Dr. Bill Wessinger, the Chatham County coroner, said Ajibade suffered several blows to his head and upper body and some blood was found in his skull case.

“My recollection is none of them by themselves would have necessarily been fatal,” Wessinger recently said of the injuries.

Chatham County District Attorney Meg Heap announced weeks ago that she planned to ask a grand jury for indictments in Ajibade’s death.

Ajibade’s family in Hyattsville, Maryland, has hired attorneys including Florida defense lawyer Mark O’Mara, who defended former neighborhood watch volunteer George Zimmerman in the shooting of Trayvon Martin. Those lawyers have asked a Savannah judge to disqualify Heap as top prosecutor on the case, arguing she has political reasons to ignore possible criminal charges against the sheriff. Heap dismissed the claims as baseless.
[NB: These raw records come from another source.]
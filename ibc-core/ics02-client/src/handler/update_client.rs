//! Protocol logic specific to processing ICS2 messages of type `MsgUpdateClient`.

use ibc_core_client_context::prelude::*;
use ibc_core_client_types::error::ClientError;
use ibc_core_client_types::events::UpdateClient;
use ibc_core_client_types::msgs::MsgUpdateClient;
use ibc_core_handler_types::error::ContextError;
use ibc_core_handler_types::events::{IbcEvent, MessageEvent};
use ibc_core_host::{ExecutionContext, ValidationContext};
use ibc_primitives::prelude::*;
use ibc_primitives::ToVec;

pub fn validate<Ctx>(ctx: &Ctx, msg: MsgUpdateClient) -> Result<(), ContextError>
where
    Ctx: ValidationContext,
{
    let MsgUpdateClient {
        client_id,
        client_message,
        signer,
    } = msg;

    ctx.validate_message_signer(&signer)?;

    let client_val_ctx = ctx.get_client_validation_context();

    // Read client state from the host chain store. The client should already exist.
    let client_state = client_val_ctx.client_state(&client_id)?;

    client_state
        .status(client_val_ctx, &client_id)?
        .verify_is_active()?;

    client_state.verify_client_message(client_val_ctx, &client_id, client_message)?;

    Ok(())
}

pub fn execute<Ctx>(ctx: &mut Ctx, msg: MsgUpdateClient) -> Result<(), ContextError>
where
    Ctx: ExecutionContext,
{
    let MsgUpdateClient {
        client_id,
        client_message: header,
        signer: _,
    } = msg;

    let client_exec_ctx = ctx.get_client_execution_context();

    let client_state = client_exec_ctx.client_state(&client_id)?;

    let consensus_heights =
        client_state.update_state(client_exec_ctx, &client_id, header.clone())?;

    let consensus_height = *consensus_heights.first().ok_or(ClientError::Other {
        description: "client update state returned no updated height".to_string(),
    })?;

    let event = IbcEvent::UpdateClient(UpdateClient::new(
        client_id.clone(),
        client_state.client_type(),
        consensus_height,
        header.to_vec(),
    ));
    ctx.emit_ibc_event(IbcEvent::Message(MessageEvent::Client))?;
    ctx.emit_ibc_event(event)?;

    ctx.log_message(format!(
        "success: client {client_id} updated to height {consensus_height}"
    ))?;

    Ok(())
}
//! Message definitions for the channel handshake and packet datagrams.

mod acknowledgement;
mod chan_close_confirm;
mod chan_close_init;
mod chan_open_ack;
mod chan_open_confirm;
mod chan_open_init;
mod chan_open_try;
mod recv_packet;
mod timeout;

pub use acknowledgement::*;
pub use chan_close_confirm::*;
pub use chan_close_init::*;
pub use chan_open_ack::*;
pub use chan_open_confirm::*;
pub use chan_open_init::*;
pub use chan_open_try::*;
use ibc_core_host_types::identifiers::PortId;
pub use recv_packet::*;
pub use timeout::*;

/// All channel messages
#[derive(Clone, Debug, PartialEq, Eq, derive_more::From)]
pub enum ChannelMsg {
    OpenInit(MsgChannelOpenInit),
    OpenTry(MsgChannelOpenTry),
    OpenAck(MsgChannelOpenAck),
    OpenConfirm(MsgChannelOpenConfirm),
    CloseInit(MsgChannelCloseInit),
    CloseConfirm(MsgChannelCloseConfirm),
}

/// All packet messages
#[derive(Clone, Debug, PartialEq, Eq, derive_more::From)]
pub enum PacketMsg {
    Recv(MsgRecvPacket),
    Ack(MsgAcknowledgement),
    Timeout(MsgTimeout),
}

/// The local port a channel message is addressed to.
pub fn channel_msg_to_port_id(msg: &ChannelMsg) -> &PortId {
    match msg {
        ChannelMsg::OpenInit(msg) => &msg.port_id_on_a,
        ChannelMsg::OpenTry(msg) => &msg.port_id_on_b,
        ChannelMsg::OpenAck(msg) => &msg.port_id_on_a,
        ChannelMsg::OpenConfirm(msg) => &msg.port_id_on_b,
        ChannelMsg::CloseInit(msg) => &msg.port_id_on_a,
        ChannelMsg::CloseConfirm(msg) => &msg.port_id_on_b,
    }
}

/// The local port a packet message is addressed to.
pub fn packet_msg_to_port_id(msg: &PacketMsg) -> &PortId {
    match msg {
        PacketMsg::Recv(msg) => &msg.packet.port_id_on_b,
        PacketMsg::Ack(msg) => &msg.packet.port_id_on_a,
        PacketMsg::Timeout(msg) => &msg.packet.port_id_on_a,
    }
}

#[cfg(test)]
mod tests {
    use ibc_core_client_types::proto::v1::Height as RawHeight;
    use ibc_primitives::prelude::*;
    use ibc_proto::ibc::core::channel::v1::{
        Channel as RawChannel, Counterparty as RawCounterparty,
        MsgChannelCloseConfirm as RawMsgChannelCloseConfirm,
        MsgChannelOpenInit as RawMsgChannelOpenInit, MsgChannelOpenTry as RawMsgChannelOpenTry,
        MsgRecvPacket as RawMsgRecvPacket, MsgTimeout as RawMsgTimeout, Packet as RawPacket,
    };
    use rstest::rstest;

    use super::*;

    fn raw_channel(state: i32, counterparty_channel: &str) -> RawChannel {
        RawChannel {
            state,
            ordering: 1,
            counterparty: Some(RawCounterparty {
                port_id: "transfer".to_string(),
                channel_id: counterparty_channel.to_string(),
            }),
            connection_hops: vec!["connection-0".to_string()],
            version: "ics20-1".to_string(),
            upgrade_sequence: 0,
        }
    }

    fn raw_height(revision_height: u64) -> Option<RawHeight> {
        Some(RawHeight {
            revision_number: 0,
            revision_height,
        })
    }

    fn raw_packet() -> RawPacket {
        RawPacket {
            sequence: 3,
            source_port: "transfer".to_string(),
            source_channel: "channel-0".to_string(),
            destination_port: "transfer".to_string(),
            destination_channel: "channel-0".to_string(),
            data: vec![1, 2, 3],
            timeout_height: raw_height(50),
            timeout_timestamp: 0,
        }
    }

    #[rstest]
    #[case::init_without_counterparty_channel(1, "", true)]
    #[case::counterparty_channel_already_set(1, "channel-4", false)]
    #[case::wrong_state(2, "", false)]
    fn chan_open_init_from_raw(
        #[case] state: i32,
        #[case] counterparty_channel: &str,
        #[case] want_pass: bool,
    ) {
        let raw = RawMsgChannelOpenInit {
            port_id: "transfer".to_string(),
            channel: Some(raw_channel(state, counterparty_channel)),
            signer: "relayer".to_string(),
        };
        assert_eq!(MsgChannelOpenInit::try_from(raw).is_ok(), want_pass);
    }

    #[allow(deprecated)]
    fn raw_open_try() -> RawMsgChannelOpenTry {
        RawMsgChannelOpenTry {
            port_id: "transfer".to_string(),
            previous_channel_id: String::new(),
            channel: Some(raw_channel(2, "channel-0")),
            counterparty_version: "ics20-1".to_string(),
            proof_init: vec![1],
            proof_height: raw_height(10),
            signer: "relayer".to_string(),
        }
    }

    #[test]
    fn chan_open_try_needs_proof_and_counterparty_channel() {
        let msg = MsgChannelOpenTry::try_from(raw_open_try()).unwrap();
        assert_eq!(msg.chan_id_on_a.as_str(), "channel-0");
        assert_eq!(channel_msg_to_port_id(&msg.into()).as_str(), "transfer");

        assert!(MsgChannelOpenTry::try_from(RawMsgChannelOpenTry {
            proof_init: vec![],
            ..raw_open_try()
        })
        .is_err());
        assert!(MsgChannelOpenTry::try_from(RawMsgChannelOpenTry {
            proof_height: None,
            ..raw_open_try()
        })
        .is_err());
        assert!(MsgChannelOpenTry::try_from(RawMsgChannelOpenTry {
            channel: Some(raw_channel(2, "")),
            ..raw_open_try()
        })
        .is_err());
    }

    #[test]
    fn close_confirm_rejects_upgrades() {
        let raw = RawMsgChannelCloseConfirm {
            port_id: "transfer".to_string(),
            channel_id: "channel-0".to_string(),
            proof_init: vec![1],
            proof_height: raw_height(10),
            signer: "relayer".to_string(),
            counterparty_upgrade_sequence: 2,
        };
        assert!(MsgChannelCloseConfirm::try_from(raw).is_err());
    }

    #[test]
    fn packet_msgs_from_raw() {
        let recv = MsgRecvPacket::try_from(RawMsgRecvPacket {
            packet: Some(raw_packet()),
            proof_commitment: vec![1],
            proof_height: raw_height(20),
            signer: "relayer".to_string(),
        })
        .unwrap();
        assert_eq!(recv.proof_height_on_a.revision_height(), 20);

        let timeout = MsgTimeout::try_from(RawMsgTimeout {
            packet: Some(raw_packet()),
            proof_unreceived: vec![1],
            proof_height: raw_height(60),
            next_sequence_recv: 3,
            signer: "relayer".to_string(),
        })
        .unwrap();
        assert_eq!(timeout.next_seq_recv_on_b.value(), 3);

        assert!(MsgRecvPacket::try_from(RawMsgRecvPacket {
            packet: None,
            proof_commitment: vec![1],
            proof_height: raw_height(20),
            signer: "relayer".to_string(),
        })
        .is_err());
    }
}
O’Mara has said he suspects Ajibade was having a manic episode at the jail when deputies “beat the (expletive) out of him to get control of him.”

O’Mara said Wednesday that the indictment is “too little too late.” The fact that the grand jury found that there was aggravated assault coupled with the fact that there was a death should have led to a felony murder charge unless Heap wasn’t really trying to secure that charge, O’Mara said.